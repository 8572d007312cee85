//! Error types shared across the runner.

use std::path::PathBuf;

use thiserror::Error;

/// Everything that can abort a session or the whole invocation.
#[derive(Error, Debug)]
pub enum Error {
    /// Filesystem failure outside of a port call.
    #[error("IO error: {0}")]
    Io(#[from] std::io::Error),

    /// Command-line parsing failed.
    #[error("{0}")]
    Usage(String),

    /// The environment or the invocation is misconfigured.
    #[error("{0}")]
    Configuration(String),

    /// Session-level arguments were rejected.
    #[error("Invalid arguments for {session}: {message}")]
    InvalidArguments {
        /// Signature of the session that rejected them.
        session: String,
        /// Parser output.
        message: String,
    },

    /// A requirement input or constraint file is absent.
    #[error("Requirement file not found: {}", path.display())]
    MissingRequirementFile {
        /// The missing file.
        path: PathBuf,
    },

    /// A child process exited with a nonzero status.
    #[error("Command {program} failed with exit code {code}")]
    ToolFailed {
        /// Program that was run.
        program: String,
        /// Its exit status.
        code: i32,
    },

    /// A child process could not be started or awaited.
    #[error("Failed to run {program}: {message}")]
    Spawn {
        /// Program that was run.
        program: String,
        /// Underlying adapter error.
        message: String,
    },

    /// A post-run verification step found changes.
    #[error("{0}")]
    Verification(String),

    /// No registered session matches the requested name.
    #[error("Session not found: {0}")]
    UnknownSession(String),

    /// Cassette could not be read, parsed or written.
    #[error("Cassette error: {0}")]
    Cassette(String),

    /// One or more sessions did not succeed.
    #[error("Sessions failed: {}", .0.join(", "))]
    SessionsFailed(Vec<String>),
}

/// Crate-wide result alias.
pub type Result<T> = std::result::Result<T, Error>;

#[cfg(test)]
mod tests {
    use super::*;

    #[test]
    fn test_error_display() {
        assert_eq!(
            Error::ToolFailed { program: "ruff".into(), code: 2 }.to_string(),
            "Command ruff failed with exit code 2"
        );
        assert_eq!(
            Error::MissingRequirementFile { path: PathBuf::from("tests/typing.txt") }.to_string(),
            "Requirement file not found: tests/typing.txt"
        );
        assert_eq!(
            Error::SessionsFailed(vec!["static".into(), "typing".into()]).to_string(),
            "Sessions failed: static, typing"
        );
    }
}
//! Tracing subscriber setup.
//!
//! Output goes to stderr so captured tool output on stdout stays clean. The
//! filter comes from `DOCRUN_LOG` when set, otherwise `info` (or `debug`
//! with `--verbose`).

use tracing_subscriber::{fmt, layer::SubscriberExt, util::SubscriberInitExt, EnvFilter};

use crate::config::LOG_VAR;

/// Installs the global subscriber. A second call is a no-op, which keeps
/// repeated `run` calls in tests harmless.
pub fn init(verbose: bool) {
    let default_level = if verbose { "debug" } else { "info" };
    let filter = std::env::var(LOG_VAR)
        .ok()
        .and_then(|directive| match EnvFilter::try_new(&directive) {
            Ok(filter) => Some(filter),
            Err(e) => {
                eprintln!("docrun: ignoring invalid {LOG_VAR}={directive:?}: {e}");
                None
            }
        })
        .unwrap_or_else(|| EnvFilter::new(default_level));

    let fmt_layer = fmt::layer().with_writer(std::io::stderr).with_target(false).without_time();

    let _ = tracing_subscriber::registry().with(filter).with(fmt_layer).try_init();
}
☆ ☆ ☆
INSTRUCTIONS FOR THE TASK: Each entry must appear in the reply exactly as written.

OUTPUT:
repository 8572d007312cee85
//! Error types shared across the runner.

use std::path::PathBuf;

use thiserror::Error;

/// Everything that can abort a session or the whole invocation.
#[derive(Error, Debug)]
pub enum Error {
    /// Filesystem failure outside of a port call.
    #[error("IO error: {0}")]
    Io(#[from] std::io::Error),

    /// Command-line parsing failed.
    #[error("{0}")]
    Usage(String),

    /// The environment or the invocation is misconfigured.
    #[error("{0}")]
    Configuration(String),

    /// Session-level arguments were rejected.
    #[error("Invalid arguments for {session}: {message}")]
    InvalidArguments {
        /// Signature of the session that rejected them.
        session: String,
        /// Parser output.
        message: String,
    },

    /// A requirement input or constraint file is absent.
    #[error("Requirement file not found: {}", path.display())]
    MissingRequirementFile {
        /// The missing file.
        path: PathBuf,
    },

    /// A child process exited with a nonzero status.
    #[error("Command {program} failed with exit code {code}")]
    ToolFailed {
        /// Program that was run.
        program: String,
        /// Its exit status.
        code: i32,
    },

    /// A child process could not be started or awaited.
    #[error("Failed to run {program}: {message}")]
    Spawn {
        /// Program that was run.
        program: String,
        /// Underlying adapter error.
        message: String,
    },

    /// A post-run verification step found changes.
    #[error("{0}")]
    Verification(String),

    /// No registered session matches the requested name.
    #[error("Session not found: {0}")]
    UnknownSession(String),

    /// Cassette could not be read, parsed or written.
    #[error("Cassette error: {0}")]
    Cassette(String),

    /// One or more sessions did not succeed.
    #[error("Sessions failed: {}", .0.join(", "))]
    SessionsFailed(Vec<String>),
}

/// Crate-wide result alias.
pub type Result<T> = std::result::Result<T, Error>;

#[cfg(test)]
mod tests {
    use super::*;

    #[test]
    fn test_error_display() {
        assert_eq!(
            Error::ToolFailed { program: "ruff".into(), code: 2 }.to_string(),
            "Command ruff failed with exit code 2"
        );
        assert_eq!(
            Error::MissingRequirementFile { path: PathBuf::from("tests/typing.txt") }.to_string(),
            "Requirement file not found: tests/typing.txt"
        );
        assert_eq!(
            Error::SessionsFailed(vec!["static".into(), "typing".into()]).to_string(),
            "Sessions failed: static, typing"
        );
    }
}
//! Tracing subscriber setup.
//!
//! Output goes to stderr so captured tool output on stdout stays clean. The
//! filter comes from `DOCRUN_LOG` when set, otherwise `info` (or `debug`
//! with `--verbose`).

use tracing_subscriber::{fmt, layer::SubscriberExt, util::SubscriberInitExt, EnvFilter};

use crate::config::LOG_VAR;

/// Installs the global subscriber. A second call is a no-op, which keeps
/// repeated `run` calls in tests harmless.
pub fn init(verbose: bool) {
    let default_level = if verbose { "debug" } else { "info" };
    let filter = std::env::var(LOG_VAR)
        .ok()
        .and_then(|directive| match EnvFilter::try_new(&directive) {
            Ok(filter) => Some(filter),
            Err(e) => {
                eprintln!("docrun: ignoring invalid {LOG_VAR}={directive:?}: {e}");
                None
            }
        })
        .unwrap_or_else(|| EnvFilter::new(default_level));

    let fmt_layer = fmt::layer().with_writer(std::io::stderr).with_target(false).without_time();

    let _ = tracing_subscriber::registry().with(filter).with(fmt_layer).try_init();
}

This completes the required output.